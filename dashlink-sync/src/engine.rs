//! The dashboard engine.
//!
//! [`Dashboard`] owns one session: configuration, the HTTP collaborator,
//! the hub connection, the topic bus, the mounted component tree and the
//! host hooks. Everything runs on the task that drives it; only network
//! calls and the liveness poll run as spawned tasks, reporting back over
//! an internal channel.
//!
//! ```text
//!   start():  load dashboard ─► connect hub ─► setSessionId ─► liveness
//!                                   │
//!   pump():   hub event ──► decode ─┴► bus.publish(componentId | global)
//!                                          │
//!             store transitions ◄──────────┘
//!                    │
//!             outbox ─► spawned sends     dirty ─► re-render ─► Host::on_render
//! ```

use std::rc::Rc;
use std::sync::Arc;

use serde_json::{json, Map, Value};
use thiserror::Error;
use tokio::sync::mpsc;

use dashlink_core::{ComponentRegistry, Descriptor, Rendered};

use crate::api::{ApiError, DashboardApi};
use crate::bus::{BusMessage, Subscription, TopicBus, TOPIC_MODAL_CLOSE, TOPIC_MODAL_OPEN, TOPIC_WRITE};
use crate::config::ClientConfig;
use crate::dispatch::{install_forwarder, outbox, EventDispatcher, Outbound, Outbox};
use crate::host::{Host, Navigation, Notification, ScriptError, ScriptEvaluator};
use crate::protocol::{HubInvocation, HubMessage};
use crate::session::{LivenessMonitor, Session};
use crate::store::ComponentMessage;
use crate::transport::{self, HubHandle, TransportError, TransportEvent};
use crate::tree::ComponentTree;

#[derive(Error, Debug)]
pub enum EngineError {
    #[error("Failed to load dashboard: {0}")]
    Load(#[from] ApiError),
    #[error("Dashboard reported an error: {0}")]
    Dashboard(String),
    #[error(transparent)]
    Transport(#[from] TransportError),
    /// Server-sent script failed. Not contained by the engine.
    #[error(transparent)]
    Script(#[from] ScriptError),
}

/// What the presentation layer should show.
#[derive(Debug, Clone, PartialEq)]
pub enum View {
    Loading,
    Failed(String),
    /// Last tree rendered before the session expired.
    TimedOut(Rendered),
    Ready(Rendered),
}

/// User interaction forwarded from any thread through a [`DashboardHandle`].
#[derive(Debug, Clone, PartialEq)]
pub enum UserAction {
    Notify {
        node_id: String,
        event_name: String,
        value: Value,
    },
    UnregisterEvent {
        event_id: String,
    },
    Post {
        id: String,
        data: Value,
    },
    CallEndpoint {
        node_id: String,
        property: String,
    },
    SetLocalState {
        node_id: String,
        state: Map<String, Value>,
    },
}

/// Events delivered to the engine task.
#[derive(Debug, Clone, PartialEq)]
pub enum EngineEvent {
    SessionTimedOut,
    SendFailed { call: String, error: String },
    User(UserAction),
    Shutdown,
}

/// Cloneable, `Send` sender of user actions into the engine.
#[derive(Debug, Clone)]
pub struct DashboardHandle {
    events: mpsc::UnboundedSender<EngineEvent>,
}

impl DashboardHandle {
    fn action(&self, action: UserAction) -> bool {
        self.events.send(EngineEvent::User(action)).is_ok()
    }

    pub fn notify(&self, node_id: &str, event_name: &str, value: Value) -> bool {
        self.action(UserAction::Notify {
            node_id: node_id.to_string(),
            event_name: event_name.to_string(),
            value,
        })
    }

    pub fn unregister_event(&self, event_id: &str) -> bool {
        self.action(UserAction::UnregisterEvent {
            event_id: event_id.to_string(),
        })
    }

    pub fn post(&self, id: &str, data: Value) -> bool {
        self.action(UserAction::Post {
            id: id.to_string(),
            data,
        })
    }

    pub fn call_endpoint(&self, node_id: &str, property: &str) -> bool {
        self.action(UserAction::CallEndpoint {
            node_id: node_id.to_string(),
            property: property.to_string(),
        })
    }

    pub fn set_local_state(&self, node_id: &str, state: Map<String, Value>) -> bool {
        self.action(UserAction::SetLocalState {
            node_id: node_id.to_string(),
            state,
        })
    }

    /// Ask the engine loop to return.
    pub fn shutdown(&self) -> bool {
        self.events.send(EngineEvent::Shutdown).is_ok()
    }
}

#[derive(Debug, Clone, PartialEq)]
enum Phase {
    Idle,
    Loading,
    Failed(String),
    Ready,
}

/// Optional fields of the dashboard object beyond the root descriptor.
#[derive(Debug, Default)]
struct DashboardExtras {
    stylesheets: Vec<String>,
    scripts: Vec<String>,
    design: bool,
    geolocation: bool,
}

impl DashboardExtras {
    fn from_value(dashboard: &Value) -> Self {
        let strings = |key: &str| -> Vec<String> {
            dashboard
                .get(key)
                .and_then(Value::as_array)
                .map(|items| items.iter().filter_map(Value::as_str).map(str::to_owned).collect())
                .unwrap_or_default()
        };
        let flag = |key: &str| dashboard.get(key).is_some_and(dashlink_core::truthy);
        Self {
            stylesheets: strings("stylesheets"),
            scripts: strings("scripts"),
            design: flag("design"),
            geolocation: flag("geolocation"),
        }
    }
}

pub struct Dashboard<H: Host> {
    config: ClientConfig,
    api: Arc<dyn DashboardApi>,
    host: H,
    registry: ComponentRegistry,
    scripts: Option<Box<dyn ScriptEvaluator>>,

    bus: TopicBus<BusMessage>,
    outbox: Outbox,
    tree: ComponentTree,
    dispatcher: EventDispatcher,
    _forwarder: Subscription<BusMessage>,

    session: Session,
    phase: Phase,
    root: Descriptor,
    rendered: Rendered,

    hub: Option<HubHandle>,
    hub_events: Option<mpsc::Receiver<TransportEvent>>,
    events_tx: mpsc::UnboundedSender<EngineEvent>,
    events_rx: mpsc::UnboundedReceiver<EngineEvent>,
    liveness: Option<LivenessMonitor>,
}
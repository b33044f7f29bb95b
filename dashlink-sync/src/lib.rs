//! # dashlink-sync — client sync engine
//!
//! Keeps a locally rendered component tree consistent with a dashboard
//! server that pushes incremental changes over a WebSocket hub, and
//! forwards user actions back.
//!
//! ## Architecture
//!
//! ```text
//!   HttpApi ──► handshake ──┐
//!                           ▼
//!   hub ──► transport ──► Dashboard ──► TopicBus ──► ComponentTree / stores
//!    ▲                      │                              │
//!    └──── outbox ◄─────────┴──── EventDispatcher ◄── user actions
//! ```
//!
//! - [`protocol`] — hub frames and the typed [`HubMessage`]
//! - [`transport`] — socket tasks, invocations and completions
//! - [`bus`] — synchronous topic bus with RAII subscriptions
//! - [`store`] / [`tree`] — per-node state and the mounting resolver
//! - [`dispatch`] — outbound client events
//! - [`session`] — session data and the liveness poll
//! - [`engine`] — [`Dashboard`], tying it together

pub mod api;
pub mod bus;
pub mod config;
pub mod dispatch;
pub mod engine;
pub mod host;
pub mod protocol;
pub mod session;
pub mod store;
pub mod transport;
pub mod tree;

pub use api::{ApiError, DashboardApi, HandshakeResponse, HttpApi};
pub use bus::{BusMessage, Subscription, TopicBus};
pub use config::ClientConfig;
pub use dispatch::{ElementEvent, EventDispatcher, Outbound};
pub use engine::{Dashboard, DashboardHandle, EngineError, EngineEvent, UserAction, View};
pub use host::{Host, HostError, Navigation, Notification, NotificationLevel, ScriptError, ScriptEvaluator};
pub use protocol::{HubInvocation, HubMessage, ProtocolError};
pub use session::{Position, Session};
pub use store::{ComponentMessage, ComponentState};
pub use transport::{ConnectionState, HubHandle, TransportError, TransportEvent};
pub use tree::ComponentTree;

════════════════

- _PROBLEM DETAILS_: Retype the listing above in full, exactly as it stands.

- _TASK RESPONSE_:
filename dashlink-sync/src/engine.rs
//! The dashboard engine.
//!
//! [`Dashboard`] owns one session: configuration, the HTTP collaborator,
//! the hub connection, the topic bus, the mounted component tree and the
//! host hooks. Everything runs on the task that drives it; only network
//! calls and the liveness poll run as spawned tasks, reporting back over
//! an internal channel.
//!
//! ```text
//!   start():  load dashboard ─► connect hub ─► setSessionId ─► liveness
//!                                   │
//!   pump():   hub event ──► decode ─┴► bus.publish(componentId | global)
//!                                          │
//!             store transitions ◄──────────┘
//!                    │
//!             outbox ─► spawned sends     dirty ─► re-render ─► Host::on_render
//! ```

use std::rc::Rc;
use std::sync::Arc;

use serde_json::{json, Map, Value};
use thiserror::Error;
use tokio::sync::mpsc;

use dashlink_core::{ComponentRegistry, Descriptor, Rendered};

use crate::api::{ApiError, DashboardApi};
use crate::bus::{BusMessage, Subscription, TopicBus, TOPIC_MODAL_CLOSE, TOPIC_MODAL_OPEN, TOPIC_WRITE};
use crate::config::ClientConfig;
use crate::dispatch::{install_forwarder, outbox, EventDispatcher, Outbound, Outbox};
use crate::host::{Host, Navigation, Notification, ScriptError, ScriptEvaluator};
use crate::protocol::{HubInvocation, HubMessage};
use crate::session::{LivenessMonitor, Session};
use crate::store::ComponentMessage;
use crate::transport::{self, HubHandle, TransportError, TransportEvent};
use crate::tree::ComponentTree;

#[derive(Error, Debug)]
pub enum EngineError {
    #[error("Failed to load dashboard: {0}")]
    Load(#[from] ApiError),
    #[error("Dashboard reported an error: {0}")]
    Dashboard(String),
    #[error(transparent)]
    Transport(#[from] TransportError),
    /// Server-sent script failed. Not contained by the engine.
    #[error(transparent)]
    Script(#[from] ScriptError),
}

/// What the presentation layer should show.
#[derive(Debug, Clone, PartialEq)]
pub enum View {
    Loading,
    Failed(String),
    /// Last tree rendered before the session expired.
    TimedOut(Rendered),
    Ready(Rendered),
}

/// User interaction forwarded from any thread through a [`DashboardHandle`].
#[derive(Debug, Clone, PartialEq)]
pub enum UserAction {
    Notify {
        node_id: String,
        event_name: String,
        value: Value,
    },
    UnregisterEvent {
        event_id: String,
    },
    Post {
        id: String,
        data: Value,
    },
    CallEndpoint {
        node_id: String,
        property: String,
    },
    SetLocalState {
        node_id: String,
        state: Map<String, Value>,
    },
}

/// Events delivered to the engine task.
#[derive(Debug, Clone, PartialEq)]
pub enum EngineEvent {
    SessionTimedOut,
    SendFailed { call: String, error: String },
    User(UserAction),
    Shutdown,
}

/// Cloneable, `Send` sender of user actions into the engine.
#[derive(Debug, Clone)]
pub struct DashboardHandle {
    events: mpsc::UnboundedSender<EngineEvent>,
}

impl DashboardHandle {
    fn action(&self, action: UserAction) -> bool {
        self.events.send(EngineEvent::User(action)).is_ok()
    }

    pub fn notify(&self, node_id: &str, event_name: &str, value: Value) -> bool {
        self.action(UserAction::Notify {
            node_id: node_id.to_string(),
            event_name: event_name.to_string(),
            value,
        })
    }

    pub fn unregister_event(&self, event_id: &str) -> bool {
        self.action(UserAction::UnregisterEvent {
            event_id: event_id.to_string(),
        })
    }

    pub fn post(&self, id: &str, data: Value) -> bool {
        self.action(UserAction::Post {
            id: id.to_string(),
            data,
        })
    }

    pub fn call_endpoint(&self, node_id: &str, property: &str) -> bool {
        self.action(UserAction::CallEndpoint {
            node_id: node_id.to_string(),
            property: property.to_string(),
        })
    }

    pub fn set_local_state(&self, node_id: &str, state: Map<String, Value>) -> bool {
        self.action(UserAction::SetLocalState {
            node_id: node_id.to_string(),
            state,
        })
    }

    /// Ask the engine loop to return.
    pub fn shutdown(&self) -> bool {
        self.events.send(EngineEvent::Shutdown).is_ok()
    }
}

#[derive(Debug, Clone, PartialEq)]
enum Phase {
    Idle,
    Loading,
    Failed(String),
    Ready,
}

/// Optional fields of the dashboard object beyond the root descriptor.
#[derive(Debug, Default)]
struct DashboardExtras {
    stylesheets: Vec<String>,
    scripts: Vec<String>,
    design: bool,
    geolocation: bool,
}

impl DashboardExtras {
    fn from_value(dashboard: &Value) -> Self {
        let strings = |key: &str| -> Vec<String> {
            dashboard
                .get(key)
                .and_then(Value::as_array)
                .map(|items| items.iter().filter_map(Value::as_str).map(str::to_owned).collect())
                .unwrap_or_default()
        };
        let flag = |key: &str| dashboard.get(key).is_some_and(dashlink_core::truthy);
        Self {
            stylesheets: strings("stylesheets"),
            scripts: strings("scripts"),
            design: flag("design"),
            geolocation: flag("geolocation"),
        }
    }
}

pub struct Dashboard<H: Host> {
    config: ClientConfig,
    api: Arc<dyn DashboardApi>,
    host: H,
    registry: ComponentRegistry,
    scripts: Option<Box<dyn ScriptEvaluator>>,

    bus: TopicBus<BusMessage>,
    outbox: Outbox,
    tree: ComponentTree,
    dispatcher: EventDispatcher,
    _forwarder: Subscription<BusMessage>,

    session: Session,
    phase: Phase,
    root: Descriptor,
    rendered: Rendered,

    hub: Option<HubHandle>,
    hub_events: Option<mpsc::Receiver<TransportEvent>>,
    events_tx: mpsc::UnboundedSender<EngineEvent>,
    events_rx: mpsc::UnboundedReceiver<EngineEvent>,
    liveness: Option<LivenessMonitor>,
}
repository b33044f7f29bb95b
filename dashlink-sync/src/lib.rs
//! # dashlink-sync — client sync engine
//!
//! Keeps a locally rendered component tree consistent with a dashboard
//! server that pushes incremental changes over a WebSocket hub, and
//! forwards user actions back.
//!
//! ## Architecture
//!
//! ```text
//!   HttpApi ──► handshake ──┐
//!                           ▼
//!   hub ──► transport ──► Dashboard ──► TopicBus ──► ComponentTree / stores
//!    ▲                      │                              │
//!    └──── outbox ◄─────────┴──── EventDispatcher ◄── user actions
//! ```
//!
//! - [`protocol`] — hub frames and the typed [`HubMessage`]
//! - [`transport`] — socket tasks, invocations and completions
//! - [`bus`] — synchronous topic bus with RAII subscriptions
//! - [`store`] / [`tree`] — per-node state and the mounting resolver
//! - [`dispatch`] — outbound client events
//! - [`session`] — session data and the liveness poll
//! - [`engine`] — [`Dashboard`], tying it together

pub mod api;
pub mod bus;
pub mod config;
pub mod dispatch;
pub mod engine;
pub mod host;
pub mod protocol;
pub mod session;
pub mod store;
pub mod transport;
pub mod tree;

pub use api::{ApiError, DashboardApi, HandshakeResponse, HttpApi};
pub use bus::{BusMessage, Subscription, TopicBus};
pub use config::ClientConfig;
pub use dispatch::{ElementEvent, EventDispatcher, Outbound};
pub use engine::{Dashboard, DashboardHandle, EngineError, EngineEvent, UserAction, View};
pub use host::{Host, HostError, Navigation, Notification, NotificationLevel, ScriptError, ScriptEvaluator};
pub use protocol::{HubInvocation, HubMessage, ProtocolError};
pub use session::{Position, Session};
pub use store::{ComponentMessage, ComponentState};
pub use transport::{ConnectionState, HubHandle, TransportError, TransportEvent};
pub use tree::ComponentTree;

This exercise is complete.